Date: February 14, 2007 | Signature: | /s/ Mark Moshayedi | ||||
Name: | Mark Moshayedi | |||||
Signature: | /s/ Semira Moshayedi | |||||
Name: | Semira Moshayedi | |||||
M. AND S. MOSHAYEDI REVOCABLE TRUST, DATED 9/25/98 | ||||||
Signature: | /s/ Mark Moshayedi | |||||
Name: | Mark Moshayedi | |||||
Title: | Co-Trustee | |||||
Signature: | /s/ Semira Moshayedi | |||||
Name: | Semira Moshayedi | |||||
Title: | Co-Trustee |
Page 8 of 9 pages
Exhibit B
Notice of Dissolution of Group
Each of the Reporting Persons had a non-binding understanding with Manouch Moshayedi, the M. and S. Moshayedi Revocable Trust, dated 11/16/95, Mike Moshayedi, Parto Moshayedi and the M. and P. Moshayedi Revocable Trust, dated 12/30/96 (together with the Reporting Persons, the Shareholders) that at any shareholders meeting of SimpleTech, Inc. (the Issuer) where action is to be taken with respect to the election of directors, each Shareholder agreed to cause the shares of the Issuers common stock such Shareholder beneficially owns to be voted in favor of the election of Manouch Moshayedi, Mike Moshayedi and Mark Moshayedi as directors of the Issuer.
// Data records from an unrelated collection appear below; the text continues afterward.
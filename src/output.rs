use std::io::{self, Write};

use serde::Serialize;

use crate::app::{StatusReport, SyncReport};
use crate::domain::Organization;

pub struct JsonOutput;

impl JsonOutput {
    pub fn print_sync(report: &SyncReport) -> io::Result<()> {
        Self::print_json(report)
    }

    pub fn print_status(report: &StatusReport) -> io::Result<()> {
        Self::print_json(report)
    }

    pub fn print_tracked(organizations: &[Organization]) -> io::Result<()> {
        Self::print_json(&organizations)
    }

    fn print_json<T: Serialize>(value: &T) -> io::Result<()> {
        let json = serde_json::to_string_pretty(value).map_err(io::Error::other)?;
        let mut stdout = io::stdout();
        stdout.write_all(json.as_bytes())?;
        stdout.write_all(b"\n")?;
        Ok(())
    }
}
//! Axis-aligned rectangle predicates, bottom-left origin.

use crate::types::{Opening, PanelPlacement, Wall};
use serde::{Deserialize, Serialize};

/// Widest wall (cm) the wall editor accepts.
pub const MAX_WALL_WIDTH: f64 = 1000.0;
/// Tallest wall (cm) the wall editor accepts.
pub const MAX_WALL_HEIGHT: f64 = 500.0;

#[derive(Debug, Clone, Copy, PartialEq, Serialize, Deserialize)]
pub struct Rect {
    pub x: f64,
    pub y: f64,
    pub width: f64,
    pub height: f64,
}

impl Rect {
    pub fn new(x: f64, y: f64, width: f64, height: f64) -> Self {
        Self {
            x,
            y,
            width,
            height,
        }
    }

    pub fn right(&self) -> f64 {
        self.x + self.width
    }

    pub fn top(&self) -> f64 {
        self.y + self.height
    }

    /// Same rectangle expressed relative to `origin`.
    pub fn translate_into(&self, origin: &Rect) -> Rect {
        Rect::new(self.x - origin.x, self.y - origin.y, self.width, self.height)
    }
}

impl From<&Opening> for Rect {
    fn from(opening: &Opening) -> Self {
        Rect::new(opening.x, opening.y, opening.width, opening.height)
    }
}

impl From<&PanelPlacement> for Rect {
    fn from(placement: &PanelPlacement) -> Self {
        Rect::new(placement.x, placement.y, placement.width, placement.height)
    }
}

/// True unless the rectangles are separated along either axis.
/// Touching edges do not count as overlap.
pub fn overlaps(a: &Rect, b: &Rect) -> bool {
    !(a.right() <= b.x || b.right() <= a.x || a.top() <= b.y || b.top() <= a.y)
}

/// True iff `inner` lies entirely within `outer`.
pub fn contains(outer: &Rect, inner: &Rect) -> bool {
    inner.x >= outer.x
        && inner.y >= outer.y
        && inner.right() <= outer.right()
        && inner.top() <= outer.top()
}

/// Overlap of two rectangles.
///
/// Only meaningful when [`overlaps`] holds: disjoint inputs give negative
/// extents, which callers must treat as "no cut".
pub fn intersect(a: &Rect, b: &Rect) -> Rect {
    let x = a.x.max(b.x);
    let y = a.y.max(b.y);
    Rect::new(
        x,
        y,
        a.right().min(b.right()) - x,
        a.top().min(b.top()) - y,
    )
}

/// Overlap predicate for the external validation layer.
pub fn rectangles_overlap(a: &Rect, b: &Rect) -> bool {
    overlaps(a, b)
}

pub fn openings_overlap(a: &Opening, b: &Opening) -> bool {
    overlaps(&a.into(), &b.into())
}

/// True when the opening pokes out of the wall on any side.
pub fn opening_out_of_bounds(opening: &Opening, wall: &Wall) -> bool {
    opening.x < 0.0
        || opening.y < 0.0
        || opening.x + opening.width > wall.width
        || opening.y + opening.height > wall.height
}

/// Problem found by [`validate_wall`]
#[derive(Debug, Clone, PartialEq, Eq, Serialize, Deserialize)]
#[serde(tag = "kind", rename_all = "snake_case")]
pub enum WallIssue {
    /// Wider than [`MAX_WALL_WIDTH`]
    WallTooWide,
    /// Taller than [`MAX_WALL_HEIGHT`]
    WallTooTall,
    NegativeOpeningPosition { opening_id: String },
    OpeningOutOfBounds { opening_id: String },
    OverlappingOpenings { first: String, second: String },
}

/// Runs the editor's wall limits and every opening predicate over a wall.
/// The optimizer assumes an empty result.
pub fn validate_wall(wall: &Wall) -> Vec<WallIssue> {
    let mut issues = Vec::new();

    if wall.width > MAX_WALL_WIDTH {
        issues.push(WallIssue::WallTooWide);
    }
    if wall.height > MAX_WALL_HEIGHT {
        issues.push(WallIssue::WallTooTall);
    }

    for opening in &wall.openings {
        if opening.x < 0.0 || opening.y < 0.0 {
            issues.push(WallIssue::NegativeOpeningPosition {
                opening_id: opening.id.clone(),
            });
        } else if opening_out_of_bounds(opening, wall) {
            issues.push(WallIssue::OpeningOutOfBounds {
                opening_id: opening.id.clone(),
            });
        }
    }

    for (i, first) in wall.openings.iter().enumerate() {
        for second in &wall.openings[i + 1..] {
            if openings_overlap(first, second) {
                issues.push(WallIssue::OverlappingOpenings {
                    first: first.id.clone(),
                    second: second.id.clone(),
                });
            }
        }
    }

    issues
}

#[cfg(test)]
mod tests {
    use super::*;

    fn opening(id: &str, x: f64, y: f64, width: f64, height: f64) -> Opening {
        Opening {
            id: id.into(),
            x,
            y,
            width,
            height,
            kind: "window".into(),
        }
    }

    #[test]
    fn overlap_is_symmetric() {
        let cases = [
            (Rect::new(0.0, 0.0, 10.0, 10.0), Rect::new(5.0, 5.0, 10.0, 10.0)),
            (Rect::new(0.0, 0.0, 10.0, 10.0), Rect::new(10.0, 0.0, 10.0, 10.0)),
            (Rect::new(0.0, 0.0, 10.0, 10.0), Rect::new(2.0, 2.0, 3.0, 3.0)),
            (Rect::new(0.0, 0.0, 10.0, 10.0), Rect::new(0.0, 20.0, 10.0, 10.0)),
        ];
        for (a, b) in cases {
            assert_eq!(rectangles_overlap(&a, &b), rectangles_overlap(&b, &a));
        }
    }

    #[test]
    fn touching_edges_do_not_overlap() {
        let a = Rect::new(0.0, 0.0, 120.0, 250.0);
        let right = Rect::new(120.0, 0.0, 120.0, 250.0);
        let above = Rect::new(0.0, 250.0, 120.0, 250.0);
        assert!(!overlaps(&a, &right));
        assert!(!overlaps(&a, &above));
        assert!(overlaps(&a, &Rect::new(119.0, 249.0, 5.0, 5.0)));
    }

    #[test]
    fn rectangle_contains_itself() {
        let r = Rect::new(3.0, 4.0, 5.0, 6.0);
        assert!(contains(&r, &r));
        assert!(contains(&r, &Rect::new(4.0, 5.0, 1.0, 1.0)));
        assert!(!contains(&r, &Rect::new(2.0, 5.0, 2.0, 1.0)));
        assert!(!contains(&Rect::new(4.0, 5.0, 1.0, 1.0), &r));
    }

    #[test]
    fn intersect_returns_overlap_region() {
        let panel = Rect::new(0.0, 0.0, 120.0, 250.0);
        let door = Rect::new(50.0, 0.0, 90.0, 210.0);
        assert_eq!(intersect(&panel, &door), Rect::new(50.0, 0.0, 70.0, 210.0));
        assert_eq!(intersect(&door, &panel), intersect(&panel, &door));
    }

    #[test]
    fn intersect_of_disjoint_rectangles_is_negative() {
        let a = Rect::new(0.0, 0.0, 10.0, 10.0);
        let b = Rect::new(20.0, 0.0, 10.0, 10.0);
        let r = intersect(&a, &b);
        assert!(r.width < 0.0);
    }

    #[test]
    fn detects_out_of_bounds_openings() {
        let wall = Wall {
            id: "w".into(),
            name: "North".into(),
            width: 300.0,
            height: 250.0,
            openings: vec![],
        };
        assert!(!opening_out_of_bounds(&opening("a", 0.0, 0.0, 300.0, 250.0), &wall));
        assert!(opening_out_of_bounds(&opening("b", -1.0, 0.0, 10.0, 10.0), &wall));
        assert!(opening_out_of_bounds(&opening("c", 250.0, 0.0, 60.0, 10.0), &wall));
        assert!(opening_out_of_bounds(&opening("d", 0.0, 200.0, 10.0, 60.0), &wall));
    }

    #[test]
    fn validate_wall_reports_every_issue() {
        let wall = Wall {
            id: "w".into(),
            name: String::new(),
            width: 300.0,
            height: 250.0,
            openings: vec![
                opening("a", 10.0, 10.0, 50.0, 50.0),
                opening("b", 40.0, 40.0, 50.0, 50.0),
                opening("c", 280.0, 10.0, 50.0, 50.0),
            ],
        };

        let issues = validate_wall(&wall);
        assert_eq!(
            issues,
            vec![
                WallIssue::OpeningOutOfBounds {
                    opening_id: "c".into()
                },
                WallIssue::OverlappingOpenings {
                    first: "a".into(),
                    second: "b".into()
                },
            ]
        );
    }

    #[test]
    fn validate_wall_enforces_editor_limits() {
        let wall = Wall {
            id: "w".into(),
            name: String::new(),
            width: 1200.0,
            height: 520.0,
            openings: vec![opening("a", -5.0, 10.0, 50.0, 50.0)],
        };

        assert_eq!(
            validate_wall(&wall),
            vec![
                WallIssue::WallTooWide,
                WallIssue::WallTooTall,
                WallIssue::NegativeOpeningPosition {
                    opening_id: "a".into()
                },
            ]
        );

        let at_limits = Wall {
            width: MAX_WALL_WIDTH,
            height: MAX_WALL_HEIGHT,
            openings: vec![],
            ..wall
        };
        assert!(validate_wall(&at_limits).is_empty());
    }
}
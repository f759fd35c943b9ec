//! Wall panel placement engine.
//!
//! Covers rectangular walls with standard-size panels around openings
//! (doors, windows, sockets, pipes), keeping the number of fresh panels low by
//! reusing offcuts left over from earlier cuts. Coordinates are centimeters
//! with the origin at the bottom-left corner of each wall.

pub mod geometry;
pub mod inventory;
pub mod optimizer;
pub mod types;

pub use geometry::{
    opening_out_of_bounds, openings_overlap, rectangles_overlap, validate_wall, Rect, WallIssue,
};
pub use inventory::{identify_offcuts, OffcutCandidate, OffcutInventory};
pub use optimizer::{select_orientation, Optimizer};
pub use types::*;

/// Optimizes a whole project in one run, with a fresh offcut pool.
pub fn optimize_all_walls(
    walls: Vec<Wall>,
    panel: PanelDimensions,
    use_offcuts: bool,
) -> Result<OptimizationReport> {
    let request = OptimizationRequest {
        use_offcuts,
        ..OptimizationRequest::new(panel, walls)
    };
    Optimizer::new(request)?.optimize()
}

/// Places panels on one wall against a fresh offcut pool.
///
/// `openings` replaces the wall's own opening list.
pub fn optimize_wall(
    wall: &Wall,
    panel: PanelDimensions,
    openings: &[Opening],
    use_offcuts: bool,
) -> Result<WallPlacementResult> {
    let wall = Wall {
        openings: openings.to_vec(),
        ..wall.clone()
    };
    let request = OptimizationRequest {
        use_offcuts,
        ..OptimizationRequest::new(panel, vec![wall])
    };
    let optimizer = Optimizer::new(request)?;
    let wall = &optimizer.request().walls[0];
    optimizer.optimize_wall(wall, &wall.openings, &mut OffcutInventory::new())
}
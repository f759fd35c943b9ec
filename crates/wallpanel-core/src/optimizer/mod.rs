use crate::inventory::OffcutInventory;
use crate::types::*;
use tracing::debug;

mod layout;
mod orientation;
mod summary;

pub use orientation::select_orientation;

/// Covers walls with standard panels using grid tiling plus offcut reuse.
pub struct Optimizer {
    request: OptimizationRequest,
}

impl Optimizer {
    /// Validates requests and builds a new optimizer instance.
    pub fn new(request: OptimizationRequest) -> Result<Self> {
        if request.walls.is_empty() {
            return Err(OptimizerError::InvalidInput(
                "At least one wall must be provided".to_string(),
            ));
        }

        ensure_positive("Panel", request.panel.width, request.panel.height)?;

        if let Some(side) = request.min_offcut_side {
            if !(side > 0.0 && side.is_finite()) {
                return Err(OptimizerError::InvalidInput(format!(
                    "Minimum offcut side must be positive, got {side}"
                )));
            }
        }

        for wall in &request.walls {
            validate_wall_dimensions(wall, &wall.openings)?;
        }

        Ok(Self { request })
    }

    pub fn request(&self) -> &OptimizationRequest {
        &self.request
    }

    /// Runs every wall in order against a fresh offcut pool.
    pub fn optimize(&self) -> Result<OptimizationReport> {
        let mut inventory = OffcutInventory::new();
        self.optimize_with_inventory(&mut inventory)
    }

    /// Runs every wall in order, drawing on and feeding `inventory`.
    ///
    /// Offcuts left by wall N are available to wall N+1. Passing the same
    /// inventory to several runs carries leftovers across them.
    pub fn optimize_with_inventory(
        &self,
        inventory: &mut OffcutInventory,
    ) -> Result<OptimizationReport> {
        let mut results = Vec::with_capacity(self.request.walls.len());
        for wall in &self.request.walls {
            results.push(self.optimize_wall(wall, &wall.openings, inventory)?);
        }

        let report = self.build_report(results, inventory);
        debug!(
            walls = report.walls.len(),
            new_panels = report.new_panels,
            offcuts_consumed = report.offcuts_consumed,
            waste_percentage = report.waste_percentage,
            "optimization complete"
        );

        Ok(report)
    }

    /// Places panels on a single wall: orientation, grid tiling, offcut reuse.
    pub fn optimize_wall(
        &self,
        wall: &Wall,
        openings: &[Opening],
        inventory: &mut OffcutInventory,
    ) -> Result<WallPlacementResult> {
        validate_wall_dimensions(wall, openings)?;

        let config = select_orientation(wall.width, wall.height, self.request.panel);
        let (placements, offcuts_generated) =
            self.place_panels(wall, openings, &config, inventory);

        let new_panels = placements.iter().filter(|p| !p.from_offcut()).count() as u32;
        let offcuts_consumed = placements.len() as u32 - new_panels;
        let useful_area = wall.area() - openings.iter().map(Opening::area).sum::<f64>();

        debug!(
            wall = %wall.id,
            orientation = ?config.orientation,
            tiles_x = config.tiles_x,
            tiles_y = config.tiles_y,
            placements = placements.len(),
            new_panels,
            offcuts_consumed,
            offcuts_generated,
            "wall placed"
        );

        Ok(WallPlacementResult {
            wall_id: wall.id.clone(),
            orientation: config,
            placements,
            new_panels,
            offcuts_consumed,
            offcuts_generated,
            useful_area,
        })
    }

    fn min_offcut_side(&self) -> f64 {
        self.request
            .min_offcut_side
            .unwrap_or(DEFAULT_MIN_OFFCUT_SIDE)
    }
}

fn ensure_positive(what: &str, width: f64, height: f64) -> Result<()> {
    let valid = |v: f64| v > 0.0 && v.is_finite();
    if valid(width) && valid(height) {
        Ok(())
    } else {
        Err(OptimizerError::InvalidInput(format!(
            "{what} must have a positive width and height, got {width} x {height}"
        )))
    }
}

fn validate_wall_dimensions(wall: &Wall, openings: &[Opening]) -> Result<()> {
    ensure_positive(&format!("Wall '{}'", wall.id), wall.width, wall.height)?;
    for opening in openings {
        ensure_positive(
            &format!("Opening '{}' of wall '{}'", opening.id, wall.id),
            opening.width,
            opening.height,
        )?;
    }
    Ok(())
}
Based on the non-binding understanding described above, the Reporting Persons may have been deemed to be members of a group within the meaning of Rule 13d-5(b)(1) of the Act. Effective as of February 9, 2007, the group formed by such non-binding understanding was dissolved. All further transactions with respect to such shares of the Issuer will be filed, if required, by the former members of the group in their individual capacity.